> _Task description_
Going through the data below, please show each line containing the string "await".

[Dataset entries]
:::

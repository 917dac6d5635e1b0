pub mod factory;
pub mod http;
pub mod module;
pub mod operation;
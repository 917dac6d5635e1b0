use std::sync::Arc;

use clap::Parser;
use tracing_subscriber::layer::SubscriberExt;
use tracing_subscriber::util::SubscriberInitExt;
use tracing_subscriber::EnvFilter;

use drydock_core::error::{CliError, EngineError};

mod commands;
mod report;

use commands::cli;

static LOG_GUARD: std::sync::OnceLock<tracing_appender::non_blocking::WorkerGuard> =
    std::sync::OnceLock::new();

#[tokio::main]
async fn main() {
    let exit = match real_main().await {
        Ok(code) => code,
        Err(e) => {
            eprintln!("{e}");
            exit_code_for_error(&e)
        }
    };

    std::process::exit(exit);
}

async fn real_main() -> Result<i32, CliError> {
    let args = cli::Args::parse();
    let cfg = match &args.config {
        Some(path) => drydock_core::config::load_from_path(path)
            .map_err(|e| CliError::Config(e.to_string()))?,
        None => drydock_core::config::load_default()
            .map_err(|e| CliError::Config(e.to_string()))?,
    };
    init_tracing(&cfg.logging).map_err(CliError::Command)?;

    let cfg = Arc::new(cfg);
    match args.command {
        cli::Commands::Run(run_args) => commands::run::run(cfg, run_args).await,
        cli::Commands::Schedule { command } => commands::schedule::schedule(cfg, command).await,
        cli::Commands::Serve => commands::schedule::serve(cfg).await,
    }
}

fn exit_code_for_error(e: &CliError) -> i32 {
    // 0: success
    // 10: operation reported a failure (returned as a normal exit code)
    // 11: config error
    // 12: invalid request (validation, cron expression)
    // 13: registry conflict / not found
    // 20: connectivity or IO error
    // 50: internal/uncategorized
    match e {
        CliError::Config(_) => 11,
        CliError::Engine(ee) => match ee {
            EngineError::Validation(_) | EngineError::Cron { .. } => 12,
            EngineError::SchedulingConflict { .. } | EngineError::NotFound { .. } => 13,
            EngineError::Connect { .. } | EngineError::Disconnect(_) => 20,
            EngineError::Store(_) | EngineError::Io(_) => 20,
            EngineError::Config(_) => 11,
            EngineError::Operation(_) | EngineError::Execution(_) => 50,
        },
        CliError::Io(_) => 20,
        CliError::Command(_) => 20,
        CliError::Anyhow(_) => 50,
    }
}

fn init_tracing(logging: &drydock_core::config::LoggingConfig) -> Result<(), String> {
    let filter = match std::env::var("RUST_LOG") {
        Ok(v) if !v.trim().is_empty() => EnvFilter::from_default_env(),
        _ => EnvFilter::try_new(logging.level.clone()).map_err(|e| e.to_string())?,
    };

    let mut maybe_writer = None;

    if logging.file {
        let dir = match logging
            .directory
            .as_deref()
            .map(str::trim)
            .filter(|s| !s.is_empty())
        {
            Some(d) => std::path::PathBuf::from(d),
            None => std::env::temp_dir().join("drydock"),
        };

        std::fs::create_dir_all(&dir).map_err(|e| format!("create log dir failed: {e}"))?;
        let file_name = format!("drydock.{}.log", std::process::id());
        let appender = tracing_appender::rolling::never(dir, file_name);
        let (non_blocking, guard) = tracing_appender::non_blocking(appender);
        let _ = LOG_GUARD.set(guard);
        maybe_writer = Some(non_blocking);
    }

    if !logging.console && maybe_writer.is_none() {
        return Err("logging disabled for both console and file".to_string());
    }

    let console_layer = logging.console.then(|| {
        tracing_subscriber::fmt::layer()
            .with_writer(std::io::stderr)
            .with_ansi(atty::is(atty::Stream::Stderr))
    });

    let file_layer = maybe_writer.map(|w| {
        tracing_subscriber::fmt::layer()
            .with_writer(w)
            .with_ansi(false)
    });

    tracing_subscriber::registry()
        .with(filter)
        .with(console_layer)
        .with(file_layer)
        .init();

    Ok(())
}
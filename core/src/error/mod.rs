#[allow(clippy::module_inception)]
pub mod error;

pub use error::{
    CliError, EngineError, ExecutionError, PluginExecutionError, ResolutionError, SessionError,
};
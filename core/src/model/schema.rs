//! Schema-table resolver.
//!
//! Instead of discovering live accessors by naming convention at resolution
//! time, the resolver builds an accessor table once from the managed system's
//! schema: a mapping from type reference (a dotted schema path) to the schema
//! node defining that attribute, plus per-object alias tables for alternate
//! attribute names. Live state is a JSON document navigated through that
//! table.

use std::collections::{BTreeMap, HashMap};
use std::sync::Arc;

use serde::{Deserialize, Serialize};
use serde_json::Value;

use crate::error::ResolutionError;
use crate::model::participant::{
    single_line, AttributeKind, ResolvedParticipant, TypeDescriptor, ValueState,
};
use crate::model::resolved::ResolvedKind;
use crate::model::resolver::ModelResolver;

/// Schema metadata for one attribute of a managed system.
#[derive(Debug, Clone, PartialEq, Serialize, Deserialize)]
pub struct AttributeSchema {
    pub name: String,
    pub kind: AttributeKind,
    /// Schema default, applied when the live document carries no value.
    #[serde(default)]
    pub default: Option<Value>,
    /// Whether an absent value is legal.
    #[serde(default)]
    pub nillable: bool,
    /// Legal values for enum attributes.
    #[serde(default)]
    pub variants: Vec<String>,
    /// Child attributes for object attributes.
    #[serde(default)]
    pub attributes: Vec<AttributeSchema>,
    /// Entry schema for collection attributes.
    #[serde(default)]
    pub element: Option<Box<AttributeSchema>>,
    /// Factory method name associated with the attribute, e.g. `createServer`.
    #[serde(default)]
    pub created_by: Option<String>,
    /// Destructor method name associated with the attribute.
    #[serde(default)]
    pub destroyed_by: Option<String>,
    /// Fully qualified owning interface name.
    #[serde(default)]
    pub interface: Option<String>,
}

impl AttributeSchema {
    pub fn primitive(name: impl Into<String>) -> Self {
        Self::with_kind(name, AttributeKind::Primitive)
    }

    pub fn object(name: impl Into<String>, attributes: Vec<AttributeSchema>) -> Self {
        let mut schema = Self::with_kind(name, AttributeKind::Object);
        schema.attributes = attributes;
        schema
    }

    pub fn collection(name: impl Into<String>, element: AttributeSchema) -> Self {
        let mut schema = Self::with_kind(name, AttributeKind::Collection);
        schema.element = Some(Box::new(element));
        schema
    }

    pub fn enumeration(name: impl Into<String>, variants: Vec<String>) -> Self {
        let mut schema = Self::with_kind(name, AttributeKind::Enum);
        schema.variants = variants;
        schema
    }

    fn with_kind(name: impl Into<String>, kind: AttributeKind) -> Self {
        Self {
            name: name.into(),
            kind,
            default: None,
            nillable: false,
            variants: Vec::new(),
            attributes: Vec::new(),
            element: None,
            created_by: None,
            destroyed_by: None,
            interface: None,
        }
    }

    pub fn with_default(mut self, default: Value) -> Self {
        self.default = Some(default);
        self
    }

    pub fn nillable(mut self) -> Self {
        self.nillable = true;
        self
    }
}

/// Alternate-name table for the attributes of one object schema.
///
/// An alternate name is derived from the attribute's factory method
/// (`createXyz` -> `Xyz`), its destructor method (`destroyXyz` -> `Xyz`), or
/// its owning interface (`a.b.XyzMBean` -> `Xyz`). It is registered only if
/// it is non-empty, differs from the canonical name, and, when already
/// claimed by a different attribute, shares a non-empty common prefix with
/// the canonical name. The common-prefix rule is a disambiguation heuristic
/// carried over from the managed-bean metadata handling; replace this table
/// with an explicit mapping if collisions become a correctness problem.
#[derive(Debug, Default)]
struct AliasTable {
    entries: HashMap<String, String>,
}

impl AliasTable {
    fn build(attributes: &[AttributeSchema]) -> Self {
        let mut table = AliasTable::default();
        for attribute in attributes {
            table
                .entries
                .insert(attribute.name.to_lowercase(), attribute.name.clone());
        }
        for attribute in attributes {
            if let Some(alternate) = derive_alternate_name(attribute) {
                table.register_alternate(&attribute.name, &alternate);
            }
        }
        table
    }

    fn register_alternate(&mut self, canonical: &str, alternate: &str) {
        let key = alternate.to_lowercase();
        if key.is_empty() {
            return;
        }
        if key == canonical.to_lowercase() {
            return;
        }
        if let Some(existing) = self.entries.get(&key) {
            if existing == canonical {
                return;
            }
            // Overwrite only when the canonical and alternate names begin
            // with the same sequence: the most specific match wins.
            if common_prefix_len(&canonical.to_lowercase(), &key) == 0 {
                return;
            }
        }
        self.entries.insert(key, canonical.to_string());
    }

    fn resolve(&self, name: &str) -> Option<&str> {
        self.entries.get(&name.to_lowercase()).map(String::as_str)
    }
}

fn common_prefix_len(a: &str, b: &str) -> usize {
    a.chars()
        .zip(b.chars())
        .take_while(|(x, y)| x == y)
        .count()
}

fn derive_alternate_name(attribute: &AttributeSchema) -> Option<String> {
    if let Some(creator) = &attribute.created_by {
        if let Some(rest) = creator.strip_prefix("create") {
            if !rest.is_empty() {
                return Some(rest.to_string());
            }
        }
    }
    if let Some(destroyer) = &attribute.destroyed_by {
        if let Some(rest) = destroyer.strip_prefix("destroy") {
            if !rest.is_empty() {
                return Some(rest.to_string());
            }
        }
    }
    if let Some(interface) = &attribute.interface {
        let segment = interface.rsplit('.').next().unwrap_or(interface);
        let trimmed = segment.strip_suffix("MBean").unwrap_or(segment);
        if !trimmed.is_empty() {
            return Some(trimmed.to_string());
        }
    }
    None
}

/// `ModelResolver` backed by an accessor table built once from an
/// [`AttributeSchema`] tree; resolves against live state carried as
/// `serde_json::Value` documents in the participants.
pub struct SchemaResolver {
    index: HashMap<String, Arc<AttributeSchema>>,
    aliases: HashMap<String, AliasTable>,
    root_path: String,
}

impl SchemaResolver {
    pub fn new(root: AttributeSchema) -> Self {
        let mut index = HashMap::new();
        let mut aliases = HashMap::new();
        let root_path = root.name.clone();
        build_tables(&root, &root_path, &mut index, &mut aliases);
        Self {
            index,
            aliases,
            root_path,
        }
    }

    /// Root participant wrapping a full live (or declared) document.
    pub fn root_participant(&self, document: Value) -> ResolvedParticipant {
        ResolvedParticipant::set(
            self.root_path.clone(),
            TypeDescriptor::new(AttributeKind::Object, self.root_path.clone()),
            document,
        )
    }

    fn schema_for(&self, participant: &ResolvedParticipant) -> Result<&AttributeSchema, ResolutionError> {
        let reference = participant.type_desc().reference();
        self.index
            .get(reference)
            .map(Arc::as_ref)
            .ok_or_else(|| {
                ResolutionError::new(format!(
                    "no schema registered for type reference '{reference}'"
                ))
            })
    }

    fn try_resolve_attribute(
        &self,
        name: &str,
        participant: &ResolvedParticipant,
    ) -> Result<ResolvedParticipant, ResolutionError> {
        let schema = self.schema_for(participant)?;
        let path = participant.type_desc().reference();

        let canonical = self
            .aliases
            .get(path)
            .and_then(|table| table.resolve(name))
            .ok_or_else(|| {
                ResolutionError::new(format!(
                    "attribute '{name}' is not defined by schema '{path}'"
                ))
            })?;
        let child = schema
            .attributes
            .iter()
            .find(|a| a.name == canonical)
            .ok_or_else(|| {
                ResolutionError::new(format!(
                    "alias table references unknown attribute '{canonical}' on '{path}'"
                ))
            })?;
        let child_type =
            TypeDescriptor::new(child.kind, format!("{path}.{}", child.name));

        let object = participant.value().as_object().ok_or_else(|| {
            ResolutionError::new(format!(
                "value of '{}' is not an object, cannot resolve attribute '{name}' on it",
                participant.name()
            ))
        })?;

        let live = object
            .get(&child.name)
            .or_else(|| {
                object
                    .iter()
                    .find(|(k, _)| k.eq_ignore_ascii_case(&child.name))
                    .map(|(_, v)| v)
            });

        let resolved = match live {
            Some(Value::Null) => ResolvedParticipant::nil(child.name.clone(), child_type),
            Some(value) => {
                ResolvedParticipant::set(child.name.clone(), child_type, value.clone())
            }
            None => match &child.default {
                Some(default) => ResolvedParticipant::default_value(
                    child.name.clone(),
                    child_type,
                    default.clone(),
                ),
                None if child.nillable => {
                    ResolvedParticipant::nil(child.name.clone(), child_type)
                }
                None => ResolvedParticipant::failed(
                    child.name.clone(),
                    child_type,
                    ResolutionError::new(format!(
                        "attribute '{}' has no value, no schema default and is not nillable",
                        child.name
                    )),
                ),
            },
        };
        Ok(resolved)
    }
}

impl ModelResolver for SchemaResolver {
    fn resolve_attribute(
        &self,
        name: &str,
        participant: &ResolvedParticipant,
    ) -> ResolvedParticipant {
        match self.try_resolve_attribute(name, participant) {
            Ok(resolved) => resolved,
            Err(err) => {
                tracing::debug!(attribute = name, error = %err, "attribute resolution failed");
                ResolvedParticipant::failed(name, TypeDescriptor::unknown(), err)
            }
        }
    }

    fn resolve_attribute_names(
        &self,
        participant: &ResolvedParticipant,
    ) -> Result<Vec<String>, ResolutionError> {
        let schema = self.schema_for(participant)?;
        if schema.kind != AttributeKind::Object {
            return Err(ResolutionError::new(format!(
                "'{}' is not an object attribute, cannot enumerate children",
                participant.name()
            )));
        }
        let mut names: Vec<String> =
            schema.attributes.iter().map(|a| a.name.clone()).collect();
        names.sort();
        Ok(names)
    }

    fn resolve_collection_attribute_values(
        &self,
        participant: &ResolvedParticipant,
    ) -> BTreeMap<String, ResolvedParticipant> {
        let mut result = BTreeMap::new();
        if matches!(
            participant.value_state(),
            ValueState::Nil | ValueState::Failed
        ) {
            return result;
        }

        let Ok(schema) = self.schema_for(participant) else {
            tracing::warn!(
                collection = participant.name(),
                "no schema for collection participant, returning no entries"
            );
            return result;
        };
        let Some(element) = &schema.element else {
            tracing::warn!(
                collection = participant.name(),
                "collection schema without element schema, returning no entries"
            );
            return result;
        };
        let Some(entries) = participant.value().as_array() else {
            tracing::warn!(
                collection = participant.name(),
                "collection value is not an array, returning no entries"
            );
            return result;
        };

        let element_path = format!("{}[]", participant.type_desc().reference());
        for entry in entries {
            // Entry naming is best effort: the technology's name attribute
            // when present, the textual rendering otherwise.
            let name = entry
                .get("name")
                .and_then(Value::as_str)
                .map(str::to_string)
                .unwrap_or_else(|| single_line(&entry.to_string()));
            let resolved = ResolvedParticipant::set(
                name.clone(),
                TypeDescriptor::new(element.kind, element_path.clone()),
                entry.clone(),
            );
            result.insert(name, resolved);
        }
        result
    }

    fn classify(
        &self,
        _parent_primary: &ResolvedParticipant,
        primary: &ResolvedParticipant,
    ) -> Result<ResolvedKind, ResolutionError> {
        let schema = self.schema_for(primary)?;
        match schema.kind {
            AttributeKind::Primitive => Ok(ResolvedKind::Primitive),
            AttributeKind::Collection => Ok(ResolvedKind::Collection),
            AttributeKind::Enum => Ok(ResolvedKind::Enum),
            AttributeKind::Object => Ok(ResolvedKind::Object),
            AttributeKind::Unknown => Err(ResolutionError::new(format!(
                "attribute '{}' has no classifiable schema kind",
                primary.name()
            ))),
        }
    }

    fn create_non_existing_collection_value(
        &self,
        id: &str,
        parent: &ResolvedParticipant,
    ) -> ResolvedParticipant {
        let error = ResolutionError::new(format!(
            "declared entry '{id}' has no live counterpart in collection '{}' ({})",
            parent.name(),
            parent.value_as_single_line()
        ));
        ResolvedParticipant::failed(id, parent.type_desc().clone(), error)
    }
}

fn build_tables(
    schema: &AttributeSchema,
    path: &str,
    index: &mut HashMap<String, Arc<AttributeSchema>>,
    aliases: &mut HashMap<String, AliasTable>,
) {
    index.insert(path.to_string(), Arc::new(schema.clone()));
    if !schema.attributes.is_empty() {
        aliases.insert(path.to_string(), AliasTable::build(&schema.attributes));
    }
    for child in &schema.attributes {
        let child_path = format!("{path}.{}", child.name);
        build_tables(child, &child_path, index, aliases);
    }
    if let Some(element) = &schema.element {
        let element_path = format!("{path}[]");
        build_tables(element, &element_path, index, aliases);
    }
}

:::

> _Response to the task_
    let exit = match real_main().await {
        cli::Commands::Run(run_args) => commands::run::run(cfg, run_args).await,
        cli::Commands::Schedule { command } => commands::schedule::schedule(cfg, command).await,
        cli::Commands::Serve => commands::schedule::serve(cfg).await,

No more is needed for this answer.